Please give the number of lines in the material below that contain "SignalNode", and provide nothing besides that number.

• • • •

use std::f32::consts::FRAC_PI_2;

#[cfg(feature = "serde")]
use serde::Serialize;

use crate::engine::NodeId;
use crate::graph::node::{shape, BlockCtx, Inputs, NoSuchParam, SignalNode};
use crate::param::{ControlSpec, Param, Scale};
use crate::stream::Stream;

/// Crossfade law between adjacent candidates.
#[cfg_attr(feature = "serde", derive(Serialize))]
#[derive(Debug, Clone, Copy, PartialEq, Eq)]
pub enum Fade {
    /// Constant-gain: weights sum to 1. Right for correlated sources.
    Linear,
    /// Constant-power: squared weights sum to 1. Right for uncorrelated
    /// sources, where a linear fade dips in the middle.
    EqualPower,
}

/// Continuous crossfader over an ordered list of candidate nodes.
///
/// `voice` is a position on the list, not a switch: 0.0 is the first
/// candidate alone, 1.0 the second, 0.5 an even blend of the two. Sweep
/// it with an LFO or a ramping generator for audible morphs. Out-of-range
/// positions clamp to the ends.
pub struct Selector {
    candidates: Vec<NodeId>,
    voice: Param,
    fade: Fade,
    mul: Param,
    add: Param,
}

impl Selector {
    pub fn new(candidates: Vec<NodeId>, voice: impl Into<Param>) -> Self {
        Self {
            candidates,
            voice: voice.into(),
            fade: Fade::Linear,
            mul: Param::Constant(1.0),
            add: Param::Constant(0.0),
        }
    }

    pub fn with_fade(mut self, fade: Fade) -> Self {
        self.fade = fade;
        self
    }

    pub fn with_mul(mut self, mul: impl Into<Param>) -> Self {
        self.mul = mul.into();
        self
    }

    pub fn with_add(mut self, add: impl Into<Param>) -> Self {
        self.add = add.into();
        self
    }
}

impl SignalNode for Selector {
    fn params(&self) -> Vec<&Param> {
        vec![&self.voice, &self.mul, &self.add]
    }

    fn inputs(&self) -> Vec<NodeId> {
        self.candidates.clone()
    }

    fn process_block(&mut self, inputs: &Inputs, out: &mut [Stream], _ctx: &mut BlockCtx) {
        if self.candidates.is_empty() {
            for stream in out.iter_mut() {
                stream.samples_mut().fill(0.0);
            }
            return;
        }
        let top = (self.candidates.len() - 1) as f32;
        for (i, stream) in out.iter_mut().enumerate() {
            let buf = stream.samples_mut();
            for n in 0..buf.len() {
                let pos = self.voice.at(inputs, i, n).clamp(0.0, top);
                let lo = pos.floor() as usize;
                let hi = (lo + 1).min(self.candidates.len() - 1);
                let frac = pos - lo as f32;
                let (w_lo, w_hi) = match self.fade {
                    Fade::Linear => (1.0 - frac, frac),
                    Fade::EqualPower => {
                        let theta = frac * FRAC_PI_2;
                        (theta.cos(), theta.sin())
                    }
                };
                let blended = w_lo * inputs.sample(self.candidates[lo], i, n)
                    + w_hi * inputs.sample(self.candidates[hi], i, n);
                buf[n] = shape(blended, self.mul.at(inputs, i, n), self.add.at(inputs, i, n));
            }
        }
    }

    fn set_param(&mut self, name: &str, value: Param) -> Result<(), NoSuchParam> {
        match name {
            "voice" => self.voice = value,
            "mul" => self.mul = value,
            "add" => self.add = value,
            _ => return Err(NoSuchParam),
        }
        Ok(())
    }

    fn controls(&self) -> Vec<ControlSpec> {
        let top = self.candidates.len().saturating_sub(1) as f32;
        vec![ControlSpec::new("voice", 0.0, top, Scale::Linear)]
    }
}

#[cfg(test)]
mod tests {
    use super::*;
    use crate::engine::{Server, ServerConfig};
    use crate::graph::math::Sig;

    fn server() -> Server {
        let mut s = Server::new(ServerConfig::default()).unwrap();
        s.start();
        s
    }

    #[test]
    fn integer_positions_pick_one_candidate() {
        let mut s = server();
        let a = s.add(Sig::new(1.0)).unwrap();
        let b = s.add(Sig::new(5.0)).unwrap();
        let sel = s.add(Selector::new(vec![a, b], 1.0)).unwrap();
        s.tick();
        assert_eq!(s.bank(sel).unwrap()[0].samples()[0], 5.0);
    }

    #[test]
    fn midpoint_blends_linearly() {
        let mut s = server();
        let a = s.add(Sig::new(1.0)).unwrap();
        let b = s.add(Sig::new(5.0)).unwrap();
        let sel = s.add(Selector::new(vec![a, b], 0.5)).unwrap();
        s.tick();
        assert!((s.bank(sel).unwrap()[0].samples()[0] - 3.0).abs() < 1e-6);
    }

    #[test]
    fn equal_power_midpoint_carries_more_gain() {
        let mut s = server();
        let a = s.add(Sig::new(1.0)).unwrap();
        let b = s.add(Sig::new(1.0)).unwrap();
        let sel = s
            .add(Selector::new(vec![a, b], 0.5).with_fade(Fade::EqualPower))
            .unwrap();
        s.tick();
        let x = s.bank(sel).unwrap()[0].samples()[0];
        // cos(pi/4) + sin(pi/4) = sqrt(2)
        assert!((x - std::f32::consts::SQRT_2).abs() < 1e-5);
    }

    #[test]
    fn voice_clamps_to_the_ends() {
        let mut s = server();
        let a = s.add(Sig::new(1.0)).unwrap();
        let b = s.add(Sig::new(5.0)).unwrap();
        let sel = s.add(Selector::new(vec![a, b], 7.0)).unwrap();
        let sel_low = s.add(Selector::new(vec![a, b], -3.0)).unwrap();
        s.tick();
        assert_eq!(s.bank(sel).unwrap()[0].samples()[0], 5.0);
        assert_eq!(s.bank(sel_low).unwrap()[0].samples()[0], 1.0);
    }

    #[test]
    fn width_follows_the_widest_candidate_with_wraparound() {
        let mut s = server();
        let a = s.add(Sig::new(vec![1.0, 2.0, 3.0])).unwrap();
        let b = s.add(Sig::new(vec![10.0, 20.0])).unwrap();
        let sel = s.add(Selector::new(vec![a, b], 0.5)).unwrap();
        assert_eq!(s.width(sel), Some(3));
        s.tick();
        let bank = s.bank(sel).unwrap();
        // The narrow candidate wraps on stream 2: (3 + 10) / 2.
        assert!((bank[2].samples()[0] - 6.5).abs() < 1e-6);
    }

    #[test]
    fn no_candidates_is_silence() {
        let mut s = server();
        let sel = s.add(Selector::new(Vec::new(), 0.0)).unwrap();
        s.tick();
        assert!(s.bank(sel).unwrap()[0].samples().iter().all(|&x| x == 0.0));
    }
}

• • • •

* Your response: 2